The ASL Australia fleet consists of the following aircraft:

| Aircraft | In service | On order | Notes |
|---|---|---|---|
| British Aerospace 146-200 | 2 | — | Stored. |
| British Aerospace 146-200(QT) | 3 | — | One stored. |
| British Aerospace 146-300(QT) | 3 | — |  |
| Boeing 737-800BCF | 2 | — |  |
| Total | 10 | — |  |

===Fleet development===
The first of two Embraer E190-E2 aircraft were delivered in January 2020 for operations on behalf of Air Kiribati, scheduled to start in mid-2020 but the agreement was cancelled due to the COVID-19 pandemic, with the other aircraft not being taken up. One used Embraer E190 had been purchased by Pionair and was delivered in November 2020 for company growth and expansion, however this was later sold to Alliance Airlines to allow the company to focus on the E190-E2.
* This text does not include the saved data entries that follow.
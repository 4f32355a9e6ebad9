use std::fs;
use std::path::{Path, PathBuf};

use crate::proxy::ProxyConfig;

const DATA_DIR: &str = ".aisearch_proxy";
const CONFIG_FILE: &str = "config.json";

/// Get data directory path (`~/.aisearch_proxy`), creating it if needed
pub fn get_data_dir() -> Result<PathBuf, String> {
    let home = dirs::home_dir().ok_or("Failed to get user home directory")?;
    let data_dir = home.join(DATA_DIR);

    if !data_dir.exists() {
        fs::create_dir_all(&data_dir)
            .map_err(|e| format!("Failed to create data directory: {}", e))?;
    }

    Ok(data_dir)
}

pub fn default_config_path() -> Result<PathBuf, String> {
    Ok(get_data_dir()?.join(CONFIG_FILE))
}

/// Load proxy config from `path`.
///
/// A missing file is created with defaults so the generated API key
/// survives restarts. Missing fields fall back to their defaults.
pub fn load_app_config(path: &Path) -> Result<ProxyConfig, String> {
    if !path.exists() {
        let config = ProxyConfig::default();
        save_app_config(&config, path)?;
        tracing::info!("Created default config at {}", path.display());
        return Ok(config);
    }

    let content = fs::read_to_string(path)
        .map_err(|e| format!("Failed to read config file: {}", e))?;

    serde_json::from_str(&content).map_err(|e| format!("Failed to parse config file: {}", e))
}

/// Save proxy config
pub fn save_app_config(config: &ProxyConfig, path: &Path) -> Result<(), String> {
    if let Some(parent) = path.parent() {
        if !parent.as_os_str().is_empty() && !parent.exists() {
            fs::create_dir_all(parent)
                .map_err(|e| format!("Failed to create config directory: {}", e))?;
        }
    }

    let content = serde_json::to_string_pretty(config)
        .map_err(|e| format!("Failed to serialize config: {}", e))?;

    fs::write(path, content).map_err(|e| format!("Failed to save config: {}", e))
}

#[cfg(test)]
mod tests {
    use super::*;

    #[test]
    fn test_missing_file_is_created_with_defaults() {
        let dir = tempfile::tempdir().unwrap();
        let path = dir.path().join("nested").join(CONFIG_FILE);

        let first = load_app_config(&path).unwrap();
        assert!(path.exists());
        assert_eq!(first.port, 8045);
        assert!(first.api_key.starts_with("sk-"));

        let second = load_app_config(&path).unwrap();
        assert_eq!(first.api_key, second.api_key);
    }

    #[test]
    fn test_partial_file_uses_defaults() {
        let dir = tempfile::tempdir().unwrap();
        let path = dir.path().join(CONFIG_FILE);
        fs::write(&path, r#"{"port": 9000, "api_key": "sk-test"}"#).unwrap();

        let config = load_app_config(&path).unwrap();
        assert_eq!(config.port, 9000);
        assert_eq!(config.api_key, "sk-test");
        assert_eq!(config.max_conversation_count, 50);
        assert!(!config.reuse_conversation);
    }

    #[test]
    fn test_malformed_file_is_an_error() {
        let dir = tempfile::tempdir().unwrap();
        let path = dir.path().join(CONFIG_FILE);
        fs::write(&path, "{not json").unwrap();

        let err = load_app_config(&path).unwrap_err();
        assert!(err.starts_with("Failed to parse config file"));
    }
}
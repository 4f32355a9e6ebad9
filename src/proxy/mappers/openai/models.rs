// OpenAI Data Models

use serde::{Deserialize, Serialize};

pub const DEFAULT_MODEL: &str = "deepseek-r1";

/// OpenAI chat completion request (the subset this proxy reads)
#[derive(Debug, Clone, Serialize, Deserialize)]
pub struct OpenAIRequest {
    #[serde(default)]
    pub model: Option<String>,
    #[serde(default)]
    pub messages: Vec<OpenAIMessage>,
    #[serde(default)]
    pub stream: Option<bool>,
}

impl OpenAIRequest {
    /// Trimmed model name, `deepseek-r1` when absent.
    pub fn model_name(&self) -> String {
        self.model
            .as_deref()
            .unwrap_or(DEFAULT_MODEL)
            .trim()
            .to_string()
    }

    pub fn is_stream(&self) -> bool {
        self.stream.unwrap_or(false)
    }
}

#[derive(Debug, Clone, Serialize, Deserialize)]
pub struct OpenAIMessage {
    pub role: String,
    #[serde(default)]
    pub content: Option<OpenAIContent>,
}

#[derive(Debug, Clone, Serialize, Deserialize)]
#[serde(untagged)]
pub enum OpenAIContent {
    String(String),
    Array(Vec<OpenAIContentBlock>),
}

#[derive(Debug, Clone, Serialize, Deserialize)]
#[serde(tag = "type")]
pub enum OpenAIContentBlock {
    #[serde(rename = "text")]
    Text { text: String },
    #[serde(other)]
    Other,
}

impl OpenAIMessage {
    /// Plain text of the message; text parts are joined with newlines.
    pub fn text(&self) -> String {
        match &self.content {
            None => String::new(),
            Some(OpenAIContent::String(s)) => s.clone(),
            Some(OpenAIContent::Array(blocks)) => blocks
                .iter()
                .filter_map(|b| match b {
                    OpenAIContentBlock::Text { text } => Some(text.as_str()),
                    OpenAIContentBlock::Other => None,
                })
                .collect::<Vec<_>>()
                .join("\n"),
        }
    }
}

/// `{device_id, conversation_id}` attached to the final chunk
#[derive(Debug, Clone, PartialEq, Eq, Serialize, Deserialize)]
pub struct ConversationMeta {
    pub device_id: String,
    pub conversation_id: String,
}

// ========== Streaming chunk ==========

#[derive(Debug, Clone, Serialize, Deserialize)]
pub struct ChatCompletionChunk {
    pub id: String,
    pub object: String,
    pub created: u64,
    pub model: String,
    pub choices: Vec<ChunkChoice>,
}

#[derive(Debug, Clone, Serialize, Deserialize)]
pub struct ChunkChoice {
    pub index: u32,
    pub delta: Delta,
    pub finish_reason: Option<String>,
}

#[derive(Debug, Clone, Default, Serialize, Deserialize)]
pub struct Delta {
    #[serde(skip_serializing_if = "Option::is_none")]
    pub content: Option<String>,
    #[serde(skip_serializing_if = "Option::is_none")]
    pub meta: Option<ConversationMeta>,
}

// ========== Aggregated response ==========

#[derive(Debug, Clone, Serialize, Deserialize)]
pub struct OpenAIResponse {
    pub id: String,
    pub object: String,
    pub created: u64,
    pub model: String,
    pub choices: Vec<Choice>,
}

#[derive(Debug, Clone, Serialize, Deserialize)]
pub struct Choice {
    pub index: u32,
    pub message: ResponseMessage,
    pub finish_reason: Option<String>,
}

#[derive(Debug, Clone, Serialize, Deserialize)]
pub struct ResponseMessage {
    pub role: String,
    pub reasoning_content: String,
    pub content: String,
    pub meta: Option<ConversationMeta>,
}

// ========== Model list ==========

#[derive(Debug, Clone, Serialize, Deserialize)]
pub struct ModelList {
    pub object: String,
    pub data: Vec<ModelInfo>,
}

#[derive(Debug, Clone, Serialize, Deserialize)]
pub struct ModelInfo {
    pub id: String,
    pub object: String,
    pub created: i64,
    pub owned_by: String,
}
// Protocol mappers
// aisearch: upstream wire format and stream state machine
// openai: client-facing OpenAI wire format

pub mod aisearch;
pub mod openai;
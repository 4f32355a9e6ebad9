// OpenAI mapper module
// Responsible for TranslatedChunk -> OpenAI SSE / chat.completion conversion

pub mod models;
pub mod response;
pub mod streaming;

pub use models::*;
pub use response::*;
pub use streaming::*;
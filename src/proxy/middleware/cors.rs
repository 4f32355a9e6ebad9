// CORS middleware
use axum::http::{header, Method};
use tower_http::cors::{Any, CorsLayer};

/// `Access-Control-Allow-Origin: *` on every response; preflight is answered
/// here before auth runs.
pub fn cors_layer() -> CorsLayer {
    CorsLayer::new()
        .allow_origin(Any)
        .allow_methods([Method::GET, Method::POST, Method::OPTIONS])
        .allow_headers([header::CONTENT_TYPE, header::AUTHORIZATION])
}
In May and June 2022, Pionair acquired VH-IJZ and VH-HZU, two former Royal Air Force British Aerospace BAe 146 transports. After ASL's acquisition of Pionair, these airframes were transferred the Ghanaian Register; VH-HJZ now 9G-LEE while VH-IJZ's registration is unknown. Both aircraft are stored awaiting delivery to a publicly unknown airline. The airline received a Boeing 737-800BCF in February 2024. VH-CYK is the first 737 Boeing Converted Freighter (BCF) certified to operate in Australia.

A second Boeing 737-800BCF arrived in Australia in August 2025. VH-RAN and VH-CYK started operating regular scheduled cargo flights on behalf of FedEx in September 2025.

As of September 2026, ASL operates four British Aerospace 146 aircraft, and two Boeing 737-800BCF, all are freighters.